Identifying File type by reading files

Gabriel Genellina gagenellina at softlab.com.ar
Fri Dec 26 21:17:02 EST 2003


At 26/12/2003 10:55, you wrote:

>I have some functions that search for files that contain certian
>strings and if the files found to have these string do not already
>have a filename extension (such as '.doc' or '.xls') the function will
>append that to the files and rename them. So, if a file named 'report'
>was found to have the string 'Microsoft' and the string
>'Word.Document.' (notice the '.' at the end of both words) and it does
>not already have an extension, then a rename would take place that
>would name the file 'report.doc'
>
>These functions work very well on most files (98% guessed correctly).
>However, I would like the functions to be more precise (100%). So,
>what should I look for in a file to determine whether or not it is a
>MS Word file or an Excel file or a PDF file, etc., etc.? Below is a
>list of some of the strings I use to ID files, but I can't help but
>wonder that there must be a more precise way of doing this. I know of
>the Unix 'file' command. It is not very useful for me as it doesn't
>distinguish between MS Office documents... all .xls, .docs, .ppts are
>MS documents to it.

The various Office applications *used* to store data in OLE2 Compound 
Document format.
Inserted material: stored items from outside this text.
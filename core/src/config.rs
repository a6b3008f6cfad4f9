use crate::{Error, Result};
use serde::{Deserialize, Serialize};
use std::fs;
use std::path::Path;

#[derive(Debug, Clone, Serialize, Deserialize)]
#[serde(default)]
pub struct CacheConfig {
    pub word_ids: usize,
    pub postings: usize,
    pub results: usize,
    pub max_tf: usize,
    pub authority: usize,
}

impl Default for CacheConfig {
    fn default() -> Self {
        Self { word_ids: 1000, postings: 500, results: 100, max_tf: 300, authority: 10_000 }
    }
}

/// Ranking and cache parameters for the query engine.
#[derive(Debug, Clone, Serialize, Deserialize)]
#[serde(default)]
pub struct EngineConfig {
    pub title_weight: f64,
    pub body_weight: f64,
    /// Share of the final score taken by term/phrase relevance; the rest is authority.
    pub alpha: f64,
    pub damping: f64,
    pub authority_iterations: usize,
    pub authority_tolerance: f64,
    pub max_results: usize,
    /// Number of terms kept in a document's forward summary.
    pub summary_size: usize,
    pub cache: CacheConfig,
}

impl Default for EngineConfig {
    fn default() -> Self {
        Self {
            title_weight: 10.0,
            body_weight: 1.0,
            alpha: 0.7,
            damping: 0.85,
            authority_iterations: 10,
            authority_tolerance: 1e-5,
            max_results: 50,
            summary_size: 10,
            cache: CacheConfig::default(),
        }
    }
}

impl EngineConfig {
    pub fn from_json_file<P: AsRef<Path>>(path: P) -> Result<Self> {
        let raw = fs::read_to_string(path)?;
        let config: EngineConfig = serde_json::from_str(&raw).map_err(|e| Error::Config(e.to_string()))?;
        config.validate()?;
        Ok(config)
    }

    pub fn validate(&self) -> Result<()> {
        if !(0.0..=1.0).contains(&self.alpha) {
            return Err(Error::Config(format!("alpha must be within [0, 1], got {}", self.alpha)));
        }
        if !(0.0..=1.0).contains(&self.damping) {
            return Err(Error::Config(format!("damping must be within [0, 1], got {}", self.damping)));
        }
        if self.max_results == 0 {
            return Err(Error::Config("max_results must be positive".into()));
        }
        Ok(())
    }
}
If your program is running in Windows you could try 
IStorage & Co. to read and detect document types (more reliable than 
detecting strings and magic numbers).
http://msdn.microsoft.com/library/default.asp?url=/library/en-us/stg/stg/istorage.asp
The binary format is documented anywhere inside msdn, so you could use a 
magic-number approach too.

But now I've been told (I dont use them) that Office 2003 (maybe Office 
2000 too?) stores documents in XML format, and Word sometimes uses RTF too 
(even with .doc extension) so you should check that too.